===== Exercise material =====

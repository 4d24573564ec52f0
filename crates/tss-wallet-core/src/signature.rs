//! Signature assembly and verification.
//!
//! The threshold engine returns one [`SignatureShare`] per preimage, keyed by
//! the hex of the preimage it signs. This module extracts the byte encoding a
//! chain's wire format needs and enforces the verification gate: no signature
//! leaves this module unverified, so a stale unsigned transaction, a
//! corrupted relay message or a mismatched key surfaces as
//! [`Error::SignatureVerificationFailed`] instead of a broadcastable but
//! invalid transaction.

use crate::{Error, Result, SignatureShare};
use k256::ecdsa::signature::hazmat::PrehashVerifier;
use k256::ecdsa::{Signature as EcdsaSignature, VerifyingKey};
use std::collections::HashMap;
use tracing::debug;

/// Byte encoding requested from a signature share
#[derive(Debug, Clone, Copy, PartialEq, Eq)]
pub enum SignatureEncoding {
    /// ASN.1 DER `(r, s)`, used by UTXO chains
    Der,
    /// 65-byte `r || s || recovery_id`, used by EIP-1559 transactions
    RawWithRecoveryId,
    /// 64-byte `r || s` without recovery information (Cosmos raw ECDSA and
    /// all EdDSA chains)
    RawEddsa,
}

/// Shares keyed by hex-encoded preimage
pub type SignatureShares = HashMap<String, SignatureShare>;

/// Look up the share for `preimage` and return it in `encoding`.
///
/// A missing share is a retryable condition ([`Error::SignatureUnavailable`]):
/// the engine simply has not produced it yet. Malformed share bytes are
/// reported as [`Error::InvalidSignature`].
pub fn signature_for(
    preimage: &[u8],
    shares: &SignatureShares,
    encoding: SignatureEncoding,
) -> Result<Vec<u8>> {
    let key = hex::encode(preimage);
    let share = match shares.get(&key) {
        Some(share) => share,
        None => {
            debug!(preimage = %key, "no signature share yet");
            return Err(Error::SignatureUnavailable(key));
        }
    };

    match encoding {
        SignatureEncoding::Der => {
            let der = hex::decode(&share.der_signature)
                .map_err(|e| Error::InvalidSignature(e.to_string()))?;
            if der.is_empty() {
                return Err(Error::InvalidSignature("empty DER signature".to_string()));
            }
            Ok(der)
        }
        SignatureEncoding::RawWithRecoveryId => {
            let mut raw = share.raw_bytes()?;
            let recovery = hex::decode(&share.recovery_id)
                .map_err(|e| Error::InvalidSignature(e.to_string()))?;
            let recovery_id = *recovery
                .first()
                .ok_or_else(|| Error::InvalidSignature("missing recovery id".to_string()))?;
            if recovery_id > 3 {
                return Err(Error::InvalidSignature(format!(
                    "recovery id {recovery_id} out of range"
                )));
            }
            raw.push(recovery_id);
            Ok(raw)
        }
        SignatureEncoding::RawEddsa => share.raw_bytes(),
    }
}

// ============ Verification ============

/// Verify a 64-byte `r || s` ECDSA signature over a 32-byte prehash.
pub fn verify_ecdsa(public_key: &[u8], preimage: &[u8], signature: &[u8]) -> Result<()> {
    let verifying_key = VerifyingKey::from_sec1_bytes(public_key)
        .map_err(|e| Error::InvalidPublicKey(e.to_string()))?;
    let sig = EcdsaSignature::from_slice(&signature[..64.min(signature.len())])
        .map_err(|e| Error::InvalidSignature(e.to_string()))?;
    verifying_key
        .verify_prehash(preimage, &sig)
        .map_err(|_| {
            Error::SignatureVerificationFailed(format!(
                "ECDSA signature does not match preimage {}",
                hex::encode(preimage)
            ))
        })
}

/// Verify a DER-encoded ECDSA signature over a 32-byte prehash.
pub fn verify_ecdsa_der(public_key: &[u8], preimage: &[u8], der: &[u8]) -> Result<()> {
    let verifying_key = VerifyingKey::from_sec1_bytes(public_key)
        .map_err(|e| Error::InvalidPublicKey(e.to_string()))?;
    let sig = EcdsaSignature::from_der(der)
        .map_err(|e| Error::InvalidSignature(e.to_string()))?;
    verifying_key.verify_prehash(preimage, &sig).map_err(|_| {
        Error::SignatureVerificationFailed(format!(
            "DER signature does not match preimage {}",
            hex::encode(preimage)
        ))
    })
}

/// Verify a 64-byte EdDSA signature over `message` (EdDSA signs the message
/// bytes themselves, not an external hash).
pub fn verify_eddsa(public_key: &[u8; 32], message: &[u8], signature: &[u8]) -> Result<()> {
    use ed25519_dalek::{Signature as EdSignature, VerifyingKey as EdVerifyingKey};

    let verifying_key = EdVerifyingKey::from_bytes(public_key)
        .map_err(|e| Error::InvalidPublicKey(e.to_string()))?;
    let sig_bytes: [u8; 64] = signature
        .try_into()
        .map_err(|_| Error::InvalidSignature("EdDSA signature must be 64 bytes".to_string()))?;
    let sig = EdSignature::from_bytes(&sig_bytes);
    verifying_key.verify_strict(message, &sig).map_err(|_| {
        Error::SignatureVerificationFailed(format!(
            "EdDSA signature does not match message {}",
            hex::encode(message)
        ))
    })
}

/// Fetch the DER signature for `preimage` and verify it before release.
pub fn verified_der_signature(
    preimage: &[u8],
    shares: &SignatureShares,
    public_key: &[u8],
) -> Result<Vec<u8>> {
    let der = signature_for(preimage, shares, SignatureEncoding::Der)?;
    verify_ecdsa_der(public_key, preimage, &der)?;
    Ok(der)
}

/// Fetch the recoverable signature for `preimage` and verify its `r || s`
/// part before release.
pub fn verified_recoverable_signature(
    preimage: &[u8],
    shares: &SignatureShares,
    public_key: &[u8],
) -> Result<Vec<u8>> {
    let sig = signature_for(preimage, shares, SignatureEncoding::RawWithRecoveryId)?;
    verify_ecdsa(public_key, preimage, &sig[..64])?;
    Ok(sig)
}

/// Fetch the raw 64-byte ECDSA signature for `preimage` and verify it.
pub fn verified_raw_ecdsa_signature(
    preimage: &[u8],
    shares: &SignatureShares,
    public_key: &[u8],
) -> Result<Vec<u8>> {
    let sig = signature_for(preimage, shares, SignatureEncoding::RawEddsa)?;
    verify_ecdsa(public_key, preimage, &sig)?;
    Ok(sig)
}

/// Fetch the raw 64-byte EdDSA signature for `preimage` and verify it.
pub fn verified_eddsa_signature(
    preimage: &[u8],
    shares: &SignatureShares,
    public_key: &[u8; 32],
) -> Result<Vec<u8>> {
    let sig = signature_for(preimage, shares, SignatureEncoding::RawEddsa)?;
    verify_eddsa(public_key, preimage, &sig)?;
    Ok(sig)
}

#[cfg(test)]
mod tests {
    use super::*;
    use k256::ecdsa::{signature::hazmat::PrehashSigner, SigningKey};

    fn share_for(preimage: &[u8], signing_key: &SigningKey) -> SignatureShare {
        let sig: EcdsaSignature = signing_key.sign_prehash(preimage).unwrap();
        let bytes = sig.to_bytes();
        SignatureShare {
            msg: hex::encode(preimage),
            r: hex::encode(&bytes[..32]),
            s: hex::encode(&bytes[32..]),
            der_signature: hex::encode(sig.to_der().as_bytes()),
            recovery_id: "00".to_string(),
        }
    }

    fn test_key() -> SigningKey {
        SigningKey::from_slice(&[7u8; 32]).unwrap()
    }

    #[test]
    fn test_missing_share_is_unavailable() {
        let shares = SignatureShares::new();
        let err = signature_for(&[1u8; 32], &shares, SignatureEncoding::Der).unwrap_err();
        assert!(matches!(err, Error::SignatureUnavailable(_)));
    }

    #[test]
    fn test_der_signature_verifies() {
        let key = test_key();
        let preimage = [9u8; 32];
        let mut shares = SignatureShares::new();
        shares.insert(hex::encode(preimage), share_for(&preimage, &key));

        let public_key = key.verifying_key().to_sec1_bytes();
        let der = verified_der_signature(&preimage, &shares, &public_key).unwrap();
        assert!(!der.is_empty());
    }

    #[test]
    fn test_recoverable_signature_is_65_bytes() {
        let key = test_key();
        let preimage = [3u8; 32];
        let mut shares = SignatureShares::new();
        shares.insert(hex::encode(preimage), share_for(&preimage, &key));

        let public_key = key.verifying_key().to_sec1_bytes();
        let sig = verified_recoverable_signature(&preimage, &shares, &public_key).unwrap();
        assert_eq!(sig.len(), 65);
        assert_eq!(sig[64], 0);
    }

    #[test]
    fn test_wrong_preimage_share_fails_verification() {
        let key = test_key();
        let signed = [1u8; 32];
        let requested = [2u8; 32];
        // share signs a different preimage than it claims to
        let mut shares = SignatureShares::new();
        shares.insert(hex::encode(requested), share_for(&signed, &key));

        let public_key = key.verifying_key().to_sec1_bytes();
        let err = verified_der_signature(&requested, &shares, &public_key).unwrap_err();
        assert!(matches!(err, Error::SignatureVerificationFailed(_)));
    }

    #[test]
    fn test_wrong_key_fails_verification() {
        let key = test_key();
        let other = SigningKey::from_slice(&[8u8; 32]).unwrap();
        let preimage = [4u8; 32];
        let mut shares = SignatureShares::new();
        shares.insert(hex::encode(preimage), share_for(&preimage, &key));

        let public_key = other.verifying_key().to_sec1_bytes();
        let err = verified_der_signature(&preimage, &shares, &public_key).unwrap_err();
        assert!(matches!(err, Error::SignatureVerificationFailed(_)));
    }

    #[test]
    fn test_eddsa_verification() {
        use ed25519_dalek::{Signer, SigningKey as EdSigningKey};

        let key = EdSigningKey::from_bytes(&[5u8; 32]);
        let message = b"payload bytes".to_vec();
        let sig = key.sign(&message);

        let mut shares = SignatureShares::new();
        shares.insert(
            hex::encode(&message),
            SignatureShare {
                msg: hex::encode(&message),
                r: hex::encode(&sig.to_bytes()[..32]),
                s: hex::encode(&sig.to_bytes()[32..]),
                der_signature: String::new(),
                recovery_id: String::new(),
            },
        );

        let public_key = key.verifying_key().to_bytes();
        assert!(verified_eddsa_signature(&message, &shares, &public_key).is_ok());

        // flipping one message byte must fail the gate
        let mut tampered = message.clone();
        tampered[0] ^= 0xff;
        shares.insert(
            hex::encode(&tampered),
            shares[&hex::encode(&message)].clone(),
        );
        let err = verified_eddsa_signature(&tampered, &shares, &public_key).unwrap_err();
        assert!(matches!(err, Error::SignatureVerificationFailed(_)));
    }

    #[test]
    fn test_out_of_range_recovery_id_rejected() {
        let key = test_key();
        let preimage = [6u8; 32];
        let mut share = share_for(&preimage, &key);
        share.recovery_id = "07".to_string();
        let mut shares = SignatureShares::new();
        shares.insert(hex::encode(preimage), share);

        let err =
            signature_for(&preimage, &shares, SignatureEncoding::RawWithRecoveryId).unwrap_err();
        assert!(matches!(err, Error::InvalidSignature(_)));
    }
}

=====

• [About this task]:
Each line of the records, from the opening one through the line holding "gate: no signature", should be restated word for word, with nothing else in the answer.

• [Your solution]:
repository 4d24573564ec52f0
filename crates/tss-wallet-core/src/signature.rs
//! Signature assembly and verification.
//!
//! The threshold engine returns one [`SignatureShare`] per preimage, keyed by
//! the hex of the preimage it signs. This module extracts the byte encoding a
//! chain's wire format needs and enforces the verification gate: no signature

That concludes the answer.